==== Data provided ====
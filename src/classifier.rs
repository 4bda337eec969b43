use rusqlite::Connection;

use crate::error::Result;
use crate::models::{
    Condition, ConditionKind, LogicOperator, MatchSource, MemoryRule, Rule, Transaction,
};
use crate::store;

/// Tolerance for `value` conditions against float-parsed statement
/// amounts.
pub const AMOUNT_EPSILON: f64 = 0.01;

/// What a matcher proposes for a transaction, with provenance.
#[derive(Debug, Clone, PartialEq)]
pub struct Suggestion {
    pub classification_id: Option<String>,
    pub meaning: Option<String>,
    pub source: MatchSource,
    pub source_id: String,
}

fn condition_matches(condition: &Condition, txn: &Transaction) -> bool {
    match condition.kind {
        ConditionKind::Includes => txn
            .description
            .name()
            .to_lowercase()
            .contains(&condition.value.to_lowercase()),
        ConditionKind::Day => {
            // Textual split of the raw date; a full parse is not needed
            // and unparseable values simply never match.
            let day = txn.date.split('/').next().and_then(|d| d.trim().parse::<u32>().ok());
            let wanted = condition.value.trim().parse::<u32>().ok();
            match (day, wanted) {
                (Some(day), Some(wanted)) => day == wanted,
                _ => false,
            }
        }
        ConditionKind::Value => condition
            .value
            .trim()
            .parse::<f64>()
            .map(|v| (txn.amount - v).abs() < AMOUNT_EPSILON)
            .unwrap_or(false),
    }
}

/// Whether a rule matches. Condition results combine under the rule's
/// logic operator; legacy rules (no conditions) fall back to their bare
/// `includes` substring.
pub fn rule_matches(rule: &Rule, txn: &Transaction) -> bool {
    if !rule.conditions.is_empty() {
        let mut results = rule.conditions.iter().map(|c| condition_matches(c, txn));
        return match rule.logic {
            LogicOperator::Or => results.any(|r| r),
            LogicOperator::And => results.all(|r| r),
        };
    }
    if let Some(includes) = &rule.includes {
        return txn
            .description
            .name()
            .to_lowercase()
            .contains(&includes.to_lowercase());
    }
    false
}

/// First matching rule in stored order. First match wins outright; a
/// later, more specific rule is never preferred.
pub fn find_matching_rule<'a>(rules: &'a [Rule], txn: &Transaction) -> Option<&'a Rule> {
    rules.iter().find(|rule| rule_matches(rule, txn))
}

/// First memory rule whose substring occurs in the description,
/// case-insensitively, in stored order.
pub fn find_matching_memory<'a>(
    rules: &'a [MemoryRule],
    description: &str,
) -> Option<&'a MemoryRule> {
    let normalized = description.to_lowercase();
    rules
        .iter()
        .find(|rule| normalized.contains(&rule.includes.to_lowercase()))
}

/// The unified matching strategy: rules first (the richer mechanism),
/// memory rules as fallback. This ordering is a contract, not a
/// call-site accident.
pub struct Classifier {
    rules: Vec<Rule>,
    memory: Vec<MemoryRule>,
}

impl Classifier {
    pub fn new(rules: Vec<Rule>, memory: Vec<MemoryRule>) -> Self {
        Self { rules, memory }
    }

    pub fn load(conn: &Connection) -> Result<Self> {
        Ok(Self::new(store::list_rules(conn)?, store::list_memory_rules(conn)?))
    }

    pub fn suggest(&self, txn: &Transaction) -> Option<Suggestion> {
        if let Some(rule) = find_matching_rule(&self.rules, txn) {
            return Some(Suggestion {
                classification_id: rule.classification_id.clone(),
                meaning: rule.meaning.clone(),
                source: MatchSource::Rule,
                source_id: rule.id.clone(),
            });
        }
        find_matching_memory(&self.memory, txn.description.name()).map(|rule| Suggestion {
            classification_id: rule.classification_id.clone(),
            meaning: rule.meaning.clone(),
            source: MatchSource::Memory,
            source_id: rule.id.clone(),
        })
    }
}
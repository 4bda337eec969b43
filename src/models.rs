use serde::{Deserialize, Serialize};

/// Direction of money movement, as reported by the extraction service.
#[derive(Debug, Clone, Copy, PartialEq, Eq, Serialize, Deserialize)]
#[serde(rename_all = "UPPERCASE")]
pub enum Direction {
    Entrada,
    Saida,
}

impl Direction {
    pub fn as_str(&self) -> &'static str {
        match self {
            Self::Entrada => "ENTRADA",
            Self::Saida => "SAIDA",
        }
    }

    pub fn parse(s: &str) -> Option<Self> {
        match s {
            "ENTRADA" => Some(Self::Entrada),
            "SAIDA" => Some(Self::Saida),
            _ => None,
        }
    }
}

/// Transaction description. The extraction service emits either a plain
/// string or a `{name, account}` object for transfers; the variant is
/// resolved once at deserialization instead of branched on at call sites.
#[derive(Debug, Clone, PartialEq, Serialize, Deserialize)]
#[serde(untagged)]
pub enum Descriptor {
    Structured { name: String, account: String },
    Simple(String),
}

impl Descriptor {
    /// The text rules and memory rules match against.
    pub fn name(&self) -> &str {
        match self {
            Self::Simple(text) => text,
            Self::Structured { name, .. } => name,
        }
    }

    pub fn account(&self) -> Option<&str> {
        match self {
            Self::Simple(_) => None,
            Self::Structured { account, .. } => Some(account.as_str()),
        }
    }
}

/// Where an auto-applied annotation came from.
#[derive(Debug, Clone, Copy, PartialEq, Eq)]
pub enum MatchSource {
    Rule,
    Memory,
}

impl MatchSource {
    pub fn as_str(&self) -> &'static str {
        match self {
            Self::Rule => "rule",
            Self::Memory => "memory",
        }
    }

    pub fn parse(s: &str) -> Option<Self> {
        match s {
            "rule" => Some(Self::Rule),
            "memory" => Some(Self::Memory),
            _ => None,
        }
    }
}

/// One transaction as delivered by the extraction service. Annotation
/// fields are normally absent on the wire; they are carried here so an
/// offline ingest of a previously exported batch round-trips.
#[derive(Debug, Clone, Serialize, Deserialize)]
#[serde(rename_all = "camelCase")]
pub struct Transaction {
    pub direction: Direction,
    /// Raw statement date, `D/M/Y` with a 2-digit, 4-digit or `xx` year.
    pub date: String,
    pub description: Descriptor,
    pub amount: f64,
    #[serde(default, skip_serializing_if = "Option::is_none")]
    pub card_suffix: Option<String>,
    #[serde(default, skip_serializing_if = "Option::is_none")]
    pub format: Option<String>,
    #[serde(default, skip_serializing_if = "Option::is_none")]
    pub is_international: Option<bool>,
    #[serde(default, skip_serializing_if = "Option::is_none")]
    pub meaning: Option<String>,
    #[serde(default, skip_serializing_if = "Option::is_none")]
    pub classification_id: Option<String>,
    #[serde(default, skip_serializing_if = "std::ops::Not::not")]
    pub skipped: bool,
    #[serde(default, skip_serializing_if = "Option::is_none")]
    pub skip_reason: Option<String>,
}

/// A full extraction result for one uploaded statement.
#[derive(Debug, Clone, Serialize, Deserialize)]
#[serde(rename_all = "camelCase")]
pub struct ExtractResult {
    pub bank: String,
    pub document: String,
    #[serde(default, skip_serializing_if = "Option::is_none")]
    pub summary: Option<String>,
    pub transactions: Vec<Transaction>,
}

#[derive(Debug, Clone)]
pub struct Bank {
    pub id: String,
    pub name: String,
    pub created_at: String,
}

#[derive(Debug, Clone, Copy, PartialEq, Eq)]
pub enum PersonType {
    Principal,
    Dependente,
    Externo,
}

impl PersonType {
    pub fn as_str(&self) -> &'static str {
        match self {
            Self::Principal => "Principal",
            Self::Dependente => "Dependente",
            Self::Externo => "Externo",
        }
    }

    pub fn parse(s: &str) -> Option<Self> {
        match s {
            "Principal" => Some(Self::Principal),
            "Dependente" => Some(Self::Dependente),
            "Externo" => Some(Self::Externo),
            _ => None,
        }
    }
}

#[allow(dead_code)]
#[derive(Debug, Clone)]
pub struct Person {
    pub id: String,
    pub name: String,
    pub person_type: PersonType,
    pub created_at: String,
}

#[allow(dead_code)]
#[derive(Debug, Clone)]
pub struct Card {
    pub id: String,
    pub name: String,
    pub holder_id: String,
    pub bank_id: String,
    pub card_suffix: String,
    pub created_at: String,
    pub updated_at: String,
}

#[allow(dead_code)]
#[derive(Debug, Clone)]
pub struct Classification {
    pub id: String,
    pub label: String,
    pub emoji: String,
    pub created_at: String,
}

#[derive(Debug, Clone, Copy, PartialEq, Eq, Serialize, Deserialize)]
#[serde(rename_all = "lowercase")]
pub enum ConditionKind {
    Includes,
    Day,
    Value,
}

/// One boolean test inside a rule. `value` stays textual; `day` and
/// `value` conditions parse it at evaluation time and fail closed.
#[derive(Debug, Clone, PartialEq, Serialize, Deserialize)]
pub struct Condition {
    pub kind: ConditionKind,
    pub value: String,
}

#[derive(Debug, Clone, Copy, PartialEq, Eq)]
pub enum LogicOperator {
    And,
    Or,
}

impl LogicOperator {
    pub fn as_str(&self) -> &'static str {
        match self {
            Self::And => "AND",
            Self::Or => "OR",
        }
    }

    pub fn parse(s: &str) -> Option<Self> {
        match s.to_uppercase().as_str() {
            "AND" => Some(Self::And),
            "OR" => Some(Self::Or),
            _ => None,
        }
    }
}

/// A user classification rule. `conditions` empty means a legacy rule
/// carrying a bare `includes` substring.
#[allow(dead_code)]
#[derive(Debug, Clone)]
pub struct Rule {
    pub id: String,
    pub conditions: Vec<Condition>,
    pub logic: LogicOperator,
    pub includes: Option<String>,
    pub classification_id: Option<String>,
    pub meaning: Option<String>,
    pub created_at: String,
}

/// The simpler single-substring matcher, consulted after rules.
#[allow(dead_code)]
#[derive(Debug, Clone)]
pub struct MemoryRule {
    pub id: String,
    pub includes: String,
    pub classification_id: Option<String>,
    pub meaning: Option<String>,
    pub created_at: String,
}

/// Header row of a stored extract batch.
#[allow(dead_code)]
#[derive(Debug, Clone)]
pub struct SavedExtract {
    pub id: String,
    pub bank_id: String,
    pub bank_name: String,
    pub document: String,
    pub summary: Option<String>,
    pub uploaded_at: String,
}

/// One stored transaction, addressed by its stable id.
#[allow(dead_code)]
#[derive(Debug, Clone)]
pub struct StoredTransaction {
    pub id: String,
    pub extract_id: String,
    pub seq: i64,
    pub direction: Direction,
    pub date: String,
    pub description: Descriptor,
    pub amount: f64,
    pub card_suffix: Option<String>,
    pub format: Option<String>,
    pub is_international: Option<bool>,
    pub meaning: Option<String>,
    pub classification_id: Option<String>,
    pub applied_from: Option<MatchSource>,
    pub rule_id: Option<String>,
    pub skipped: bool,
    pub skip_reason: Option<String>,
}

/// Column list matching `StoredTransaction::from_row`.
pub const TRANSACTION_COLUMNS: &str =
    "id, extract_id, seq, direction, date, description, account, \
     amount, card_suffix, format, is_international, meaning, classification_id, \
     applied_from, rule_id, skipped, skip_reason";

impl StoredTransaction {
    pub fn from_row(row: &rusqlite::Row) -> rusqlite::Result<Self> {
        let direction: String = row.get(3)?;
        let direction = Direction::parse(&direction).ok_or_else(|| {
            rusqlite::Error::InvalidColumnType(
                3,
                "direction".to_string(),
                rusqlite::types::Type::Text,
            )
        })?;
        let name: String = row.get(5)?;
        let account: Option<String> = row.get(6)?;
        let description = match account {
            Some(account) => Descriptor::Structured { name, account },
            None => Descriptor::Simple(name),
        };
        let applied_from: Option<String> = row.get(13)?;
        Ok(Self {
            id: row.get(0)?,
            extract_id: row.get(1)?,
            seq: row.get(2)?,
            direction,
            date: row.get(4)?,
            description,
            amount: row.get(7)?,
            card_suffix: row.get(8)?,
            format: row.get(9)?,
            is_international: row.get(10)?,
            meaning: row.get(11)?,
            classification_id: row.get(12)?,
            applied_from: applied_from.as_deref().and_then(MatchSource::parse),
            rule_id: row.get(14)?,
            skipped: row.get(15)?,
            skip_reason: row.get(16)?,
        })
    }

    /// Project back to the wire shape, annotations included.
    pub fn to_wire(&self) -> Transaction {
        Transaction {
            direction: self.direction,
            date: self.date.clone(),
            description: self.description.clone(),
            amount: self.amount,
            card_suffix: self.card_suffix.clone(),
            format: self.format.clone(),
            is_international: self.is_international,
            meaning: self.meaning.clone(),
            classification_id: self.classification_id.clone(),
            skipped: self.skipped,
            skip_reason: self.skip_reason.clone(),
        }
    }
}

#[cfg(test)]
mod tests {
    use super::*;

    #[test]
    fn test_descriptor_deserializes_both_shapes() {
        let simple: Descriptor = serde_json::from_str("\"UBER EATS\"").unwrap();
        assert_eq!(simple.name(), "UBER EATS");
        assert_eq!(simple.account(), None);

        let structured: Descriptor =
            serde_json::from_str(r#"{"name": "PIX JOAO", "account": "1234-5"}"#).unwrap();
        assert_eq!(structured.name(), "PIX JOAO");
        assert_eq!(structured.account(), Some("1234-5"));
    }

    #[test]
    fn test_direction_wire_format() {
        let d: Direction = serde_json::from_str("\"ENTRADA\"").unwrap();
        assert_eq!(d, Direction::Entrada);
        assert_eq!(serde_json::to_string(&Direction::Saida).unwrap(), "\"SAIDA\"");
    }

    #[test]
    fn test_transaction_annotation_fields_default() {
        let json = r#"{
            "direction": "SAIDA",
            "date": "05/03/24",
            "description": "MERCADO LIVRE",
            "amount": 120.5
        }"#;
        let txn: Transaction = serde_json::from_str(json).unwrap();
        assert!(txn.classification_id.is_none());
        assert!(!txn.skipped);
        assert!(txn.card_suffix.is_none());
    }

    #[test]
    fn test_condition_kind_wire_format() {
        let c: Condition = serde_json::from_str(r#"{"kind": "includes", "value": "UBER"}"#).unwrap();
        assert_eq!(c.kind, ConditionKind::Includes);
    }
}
====
Count every line that holds the word "substring" in the entries, and state the result alone.

• _Result of this task_:
4